Existem IANA registrado números de porta para email seguro, mas alguns ISPs podem usar outras portas.

  • IMAP / SSL: 993
  • POP3 / SSL: 995

SMTP / SSL é muitas vezes oferecido na porta 465, mas isso não é registrado, e é menos comum desde o suporte para SSL explícito é amplamente apoiada por agentes SMTP.

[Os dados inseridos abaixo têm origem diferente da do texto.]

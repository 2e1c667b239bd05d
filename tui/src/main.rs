//! Nyan TUI Entry Point
//!
//! Usage:
//!   nyan-tui [OPTIONS]
//!
//! Options:
//!   -c, --config <FILE>   Configuration file
//!   -s, --speed <SPEED>   Animation speed (slow, normal, fast)
//!   --reduced-motion      Hold the sprite still
//!   --log-file <FILE>     Write logs here (nothing is logged otherwise)

use std::fs::File;
use std::io;
use std::panic;
use std::path::{Path, PathBuf};
use std::sync::Mutex;

use anyhow::Context;
use clap::Parser;
use crossterm::{
    execute,
    terminal::{disable_raw_mode, enable_raw_mode, EnterAlternateScreen, LeaveAlternateScreen},
};
use ratatui::backend::CrosstermBackend;
use ratatui::Terminal;

use nyan_core::{
    detect_reduced_motion, load_config_from_path, AnimationSpeed, ConfigOverrides,
    SharedSettings,
};
use nyan_tui::App;

/// Nyan TUI - the rainbow cat that flies while you work
#[derive(Parser, Debug)]
#[command(name = "nyan-tui")]
#[command(author, version, about, long_about = None)]
struct Args {
    /// Configuration file path
    #[arg(short = 'c', long, env = "NYAN_CONFIG", value_name = "FILE")]
    config: Option<PathBuf>,

    /// Animation speed (slow, normal, fast)
    #[arg(short = 's', long, value_name = "SPEED")]
    speed: Option<String>,

    /// Show a static frame instead of animating
    #[arg(long)]
    reduced_motion: bool,

    /// Log file; the terminal is busy drawing the panel
    #[arg(long, env = "NYAN_TUI_LOG", value_name = "FILE")]
    log_file: Option<PathBuf>,

    /// Log level (trace, debug, info, warn, error)
    #[arg(short = 'l', long, env = "NYAN_LOG_LEVEL", default_value = "info")]
    log_level: String,
}

impl Args {
    fn overrides(&self) -> ConfigOverrides {
        let mut overrides = ConfigOverrides::new();
        if let Some(ref speed) = self.speed {
            overrides = overrides.with_animation_speed(AnimationSpeed::parse(speed));
        }
        if self.reduced_motion {
            overrides = overrides.with_reduced_motion(true);
        }
        overrides
    }
}

fn init_logging(path: &Path, level: &str) -> anyhow::Result<()> {
    let file = File::create(path)
        .with_context(|| format!("Failed to create log file {}", path.display()))?;
    let filter = tracing_subscriber::EnvFilter::try_from_default_env().unwrap_or_else(|_| {
        tracing_subscriber::EnvFilter::new(format!("nyan_tui={level},nyan_core={level}"))
    });

    tracing_subscriber::fmt()
        .with_env_filter(filter)
        .with_ansi(false)
        .with_writer(Mutex::new(file))
        .init();
    Ok(())
}

#[tokio::main]
async fn main() -> anyhow::Result<()> {
    let args = Args::parse();
    if let Some(ref path) = args.log_file {
        init_logging(path, &args.log_level)?;
    }

    // Check if we have a TTY before attempting initialization
    use std::io::IsTerminal;

    if !io::stdin().is_terminal() || !io::stdout().is_terminal() {
        eprintln!("nyan-tui requires a terminal (TTY)");
        eprintln!("For pipes and scripts use nyan-daemon instead.");
        std::process::exit(1);
    }

    let path = args.config.clone().or_else(nyan_core::default_config_path);
    let mut loaded = load_config_from_path(path).context("Failed to load configuration")?;
    args.overrides().apply(&mut loaded);
    tracing::info!(source = %loaded.source, "Configuration loaded");

    // Set up panic hook to restore terminal
    let original_hook = panic::take_hook();
    panic::set_hook(Box::new(move |panic_info| {
        let _ = disable_raw_mode();
        let _ = execute!(io::stdout(), LeaveAlternateScreen);
        original_hook(panic_info);
    }));

    let mut app = App::new(SharedSettings::new(loaded.snapshot), detect_reduced_motion())?;

    // Initialize terminal
    enable_raw_mode()?;
    let mut stdout = io::stdout();
    execute!(stdout, EnterAlternateScreen)?;
    let backend = CrosstermBackend::new(stdout);
    let mut terminal = Terminal::new(backend)?;
    terminal.clear()?;

    let result = app.run(&mut terminal).await;

    // Restore terminal
    disable_raw_mode()?;
    execute!(terminal.backend_mut(), LeaveAlternateScreen)?;
    terminal.show_cursor()?;

    app.shutdown().await;
    result
}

O suporte para SSL explícito pode ser anunciado por um servidor usando uma negociação específica de protocolo. Por exemplo, quando um cliente se conecta a um servidor SMTP, e emite o comando EHLO, o servidor irá listar as suas capacidades, o que pode incluir suporte para o comando STARTTLS.

Outras dicas

Port 465 é muito comum entre os servidores de correio comercial e é usado com muita freqüência. Na maioria das vezes usado para SSL implícito. Quando você telnet para essa porta você vai ter um tempo limite desde que você deve configurar a conexão SSL antes de comunicações com o servidor de correio. Assim, um tempo limite pode ser o primeiro indício de que você tem uma conexão SSL implícito. Você não pode usar EHLO para retornar resultados porque nenhuma outra conexão de uma conexão SSL é permitido. E NENHUM você não simplesmente conectar a um servidor SMTP em execução SSL implícito que não irá responder e só vai cair a conexão. Isso é o que é suposto fazer. SSL explícito irá permitir a conexão primeiro e depois configurar SSL. E sim SSL implícito é frequentemente utilizado. A desvantagem é que os padrões RFC não são específicos de como ele é implementado desenvolvedores para diferentes configurá-lo de maneiras diferentes, embora SSL implícita é considerada por alguns como depreciados.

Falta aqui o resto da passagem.